> Directions for this task
Output only the lines of the entries that follow, starting at the one with "use skywatch_core::constants::*;" and running down to the one with "and award score.", both included and unchanged.

> Information supplied
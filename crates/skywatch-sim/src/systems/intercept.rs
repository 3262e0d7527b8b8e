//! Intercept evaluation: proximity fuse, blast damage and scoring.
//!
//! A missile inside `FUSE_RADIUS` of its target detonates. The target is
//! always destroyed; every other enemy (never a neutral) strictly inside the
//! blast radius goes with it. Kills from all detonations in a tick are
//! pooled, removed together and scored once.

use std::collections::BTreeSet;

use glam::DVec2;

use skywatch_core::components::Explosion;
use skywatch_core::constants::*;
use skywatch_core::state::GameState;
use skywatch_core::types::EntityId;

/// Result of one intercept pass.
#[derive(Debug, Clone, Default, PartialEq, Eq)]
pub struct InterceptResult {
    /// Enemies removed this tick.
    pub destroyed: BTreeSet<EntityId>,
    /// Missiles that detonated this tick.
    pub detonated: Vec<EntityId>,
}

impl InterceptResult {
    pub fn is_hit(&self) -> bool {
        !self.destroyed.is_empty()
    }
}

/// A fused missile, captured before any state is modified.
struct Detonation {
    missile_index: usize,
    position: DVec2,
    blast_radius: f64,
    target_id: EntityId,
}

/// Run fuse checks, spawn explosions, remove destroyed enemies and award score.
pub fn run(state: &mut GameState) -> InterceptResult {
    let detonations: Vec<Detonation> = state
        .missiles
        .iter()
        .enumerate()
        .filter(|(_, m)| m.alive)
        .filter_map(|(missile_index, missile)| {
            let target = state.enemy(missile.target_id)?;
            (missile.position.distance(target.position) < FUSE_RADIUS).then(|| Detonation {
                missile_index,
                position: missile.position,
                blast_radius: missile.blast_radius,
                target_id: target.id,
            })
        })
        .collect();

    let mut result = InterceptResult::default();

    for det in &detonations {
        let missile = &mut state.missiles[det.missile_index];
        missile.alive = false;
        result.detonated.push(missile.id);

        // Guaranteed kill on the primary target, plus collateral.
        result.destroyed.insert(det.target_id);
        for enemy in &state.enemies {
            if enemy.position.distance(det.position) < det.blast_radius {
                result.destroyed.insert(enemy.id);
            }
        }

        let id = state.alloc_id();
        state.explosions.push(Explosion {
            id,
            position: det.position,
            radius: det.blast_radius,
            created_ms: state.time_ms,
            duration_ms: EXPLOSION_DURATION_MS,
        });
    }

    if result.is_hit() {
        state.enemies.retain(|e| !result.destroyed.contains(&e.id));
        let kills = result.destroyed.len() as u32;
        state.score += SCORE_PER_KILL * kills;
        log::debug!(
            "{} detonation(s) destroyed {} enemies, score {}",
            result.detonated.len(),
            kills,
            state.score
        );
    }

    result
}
* * *
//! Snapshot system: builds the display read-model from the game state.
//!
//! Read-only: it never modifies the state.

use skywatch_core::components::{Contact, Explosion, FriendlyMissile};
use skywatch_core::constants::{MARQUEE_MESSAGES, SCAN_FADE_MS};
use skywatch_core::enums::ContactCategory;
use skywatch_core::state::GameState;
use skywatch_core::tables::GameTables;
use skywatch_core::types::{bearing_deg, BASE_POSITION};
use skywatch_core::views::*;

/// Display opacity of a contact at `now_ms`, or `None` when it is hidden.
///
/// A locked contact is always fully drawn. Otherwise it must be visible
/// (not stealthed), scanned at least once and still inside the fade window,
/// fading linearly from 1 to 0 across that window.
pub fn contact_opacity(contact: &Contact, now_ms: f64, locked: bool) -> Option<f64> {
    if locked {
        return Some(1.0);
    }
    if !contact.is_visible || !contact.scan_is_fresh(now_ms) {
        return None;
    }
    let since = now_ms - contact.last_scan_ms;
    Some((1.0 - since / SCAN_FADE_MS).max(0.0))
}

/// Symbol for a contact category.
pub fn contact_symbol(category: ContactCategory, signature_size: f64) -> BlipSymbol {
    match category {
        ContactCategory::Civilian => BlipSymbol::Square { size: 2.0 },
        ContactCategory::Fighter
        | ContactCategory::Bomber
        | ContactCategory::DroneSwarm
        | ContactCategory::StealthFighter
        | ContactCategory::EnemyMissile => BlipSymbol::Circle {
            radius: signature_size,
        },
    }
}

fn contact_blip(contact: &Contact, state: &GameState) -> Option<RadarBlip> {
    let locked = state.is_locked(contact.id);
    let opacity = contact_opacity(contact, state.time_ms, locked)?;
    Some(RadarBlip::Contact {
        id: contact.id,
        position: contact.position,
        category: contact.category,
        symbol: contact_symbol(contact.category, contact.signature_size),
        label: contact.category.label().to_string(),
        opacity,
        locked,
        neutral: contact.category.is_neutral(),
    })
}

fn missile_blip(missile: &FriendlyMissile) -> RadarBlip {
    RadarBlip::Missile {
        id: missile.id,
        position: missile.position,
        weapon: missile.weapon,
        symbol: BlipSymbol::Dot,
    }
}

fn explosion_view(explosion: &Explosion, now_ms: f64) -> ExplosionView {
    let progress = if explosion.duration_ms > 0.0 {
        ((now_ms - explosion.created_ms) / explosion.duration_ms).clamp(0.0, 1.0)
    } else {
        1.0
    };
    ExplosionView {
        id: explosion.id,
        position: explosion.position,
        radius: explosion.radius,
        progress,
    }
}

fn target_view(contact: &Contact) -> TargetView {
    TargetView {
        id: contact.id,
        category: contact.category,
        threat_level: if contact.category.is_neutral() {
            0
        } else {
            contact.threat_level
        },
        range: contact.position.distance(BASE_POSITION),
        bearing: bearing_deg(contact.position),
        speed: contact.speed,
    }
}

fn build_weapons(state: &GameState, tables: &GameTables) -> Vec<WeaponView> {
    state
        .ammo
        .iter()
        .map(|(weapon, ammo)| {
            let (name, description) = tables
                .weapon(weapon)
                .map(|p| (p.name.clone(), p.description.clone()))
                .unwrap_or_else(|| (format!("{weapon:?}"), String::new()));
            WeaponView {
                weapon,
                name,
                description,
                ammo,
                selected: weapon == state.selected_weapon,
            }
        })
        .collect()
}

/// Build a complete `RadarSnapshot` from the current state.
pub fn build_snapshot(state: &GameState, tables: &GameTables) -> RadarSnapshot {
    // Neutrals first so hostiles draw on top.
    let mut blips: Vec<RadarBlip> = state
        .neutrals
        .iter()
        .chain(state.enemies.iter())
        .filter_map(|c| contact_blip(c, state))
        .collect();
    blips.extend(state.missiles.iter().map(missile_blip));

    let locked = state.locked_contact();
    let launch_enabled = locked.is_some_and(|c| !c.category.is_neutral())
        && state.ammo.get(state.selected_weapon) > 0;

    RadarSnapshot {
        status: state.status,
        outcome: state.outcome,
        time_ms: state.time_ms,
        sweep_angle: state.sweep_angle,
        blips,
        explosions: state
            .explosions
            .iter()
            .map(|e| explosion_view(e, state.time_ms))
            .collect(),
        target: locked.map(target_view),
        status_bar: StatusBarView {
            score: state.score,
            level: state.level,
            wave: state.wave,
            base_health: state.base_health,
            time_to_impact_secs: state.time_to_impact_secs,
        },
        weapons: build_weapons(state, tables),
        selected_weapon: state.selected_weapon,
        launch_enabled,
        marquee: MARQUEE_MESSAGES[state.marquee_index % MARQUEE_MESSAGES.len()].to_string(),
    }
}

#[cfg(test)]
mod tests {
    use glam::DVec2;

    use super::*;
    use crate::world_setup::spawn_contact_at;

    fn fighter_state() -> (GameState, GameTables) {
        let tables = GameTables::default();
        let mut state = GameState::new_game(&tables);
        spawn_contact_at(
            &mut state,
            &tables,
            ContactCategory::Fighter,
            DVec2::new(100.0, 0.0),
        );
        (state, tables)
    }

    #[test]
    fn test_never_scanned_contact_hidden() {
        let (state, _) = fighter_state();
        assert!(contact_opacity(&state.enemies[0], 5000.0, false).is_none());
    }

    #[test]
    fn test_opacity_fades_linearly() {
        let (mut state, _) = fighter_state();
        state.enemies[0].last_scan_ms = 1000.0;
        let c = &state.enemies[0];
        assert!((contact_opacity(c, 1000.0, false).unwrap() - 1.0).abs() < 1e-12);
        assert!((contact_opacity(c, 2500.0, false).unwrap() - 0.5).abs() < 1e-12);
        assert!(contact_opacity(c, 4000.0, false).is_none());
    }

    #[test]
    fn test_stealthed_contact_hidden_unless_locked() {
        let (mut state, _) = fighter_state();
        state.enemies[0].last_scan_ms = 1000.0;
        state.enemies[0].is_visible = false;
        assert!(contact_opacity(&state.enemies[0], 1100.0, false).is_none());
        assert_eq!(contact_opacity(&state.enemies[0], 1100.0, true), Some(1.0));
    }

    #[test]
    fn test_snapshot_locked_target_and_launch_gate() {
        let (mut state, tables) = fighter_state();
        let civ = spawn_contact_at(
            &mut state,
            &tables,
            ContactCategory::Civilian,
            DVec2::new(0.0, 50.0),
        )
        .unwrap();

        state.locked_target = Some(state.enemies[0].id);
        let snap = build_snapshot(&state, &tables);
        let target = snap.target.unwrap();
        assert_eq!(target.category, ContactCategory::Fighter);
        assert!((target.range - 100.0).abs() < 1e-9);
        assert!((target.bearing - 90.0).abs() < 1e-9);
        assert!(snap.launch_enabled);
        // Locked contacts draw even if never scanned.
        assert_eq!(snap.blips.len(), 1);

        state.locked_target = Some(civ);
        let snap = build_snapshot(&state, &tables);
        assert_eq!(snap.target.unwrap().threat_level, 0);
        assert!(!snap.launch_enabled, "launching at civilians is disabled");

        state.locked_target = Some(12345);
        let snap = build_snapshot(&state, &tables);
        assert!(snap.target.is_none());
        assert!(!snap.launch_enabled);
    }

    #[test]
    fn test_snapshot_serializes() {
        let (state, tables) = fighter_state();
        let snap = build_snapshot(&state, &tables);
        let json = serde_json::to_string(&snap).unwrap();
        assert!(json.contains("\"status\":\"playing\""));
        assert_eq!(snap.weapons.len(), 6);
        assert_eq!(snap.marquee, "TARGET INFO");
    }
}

> Answer box
use skywatch_core::constants::*;
use skywatch_core::state::GameState;
use skywatch_core::types::EntityId;

/// Result of one intercept pass.
#[derive(Debug, Clone, Default, PartialEq, Eq)]
pub struct InterceptResult {
    /// Enemies removed this tick.
    pub destroyed: BTreeSet<EntityId>,
    /// Missiles that detonated this tick.
    pub detonated: Vec<EntityId>,
}

impl InterceptResult {
    pub fn is_hit(&self) -> bool {
        !self.destroyed.is_empty()
    }
}

/// A fused missile, captured before any state is modified.
struct Detonation {
    missile_index: usize,
    position: DVec2,
    blast_radius: f64,
    target_id: EntityId,
}

/// Run fuse checks, spawn explosions, remove destroyed enemies and award score.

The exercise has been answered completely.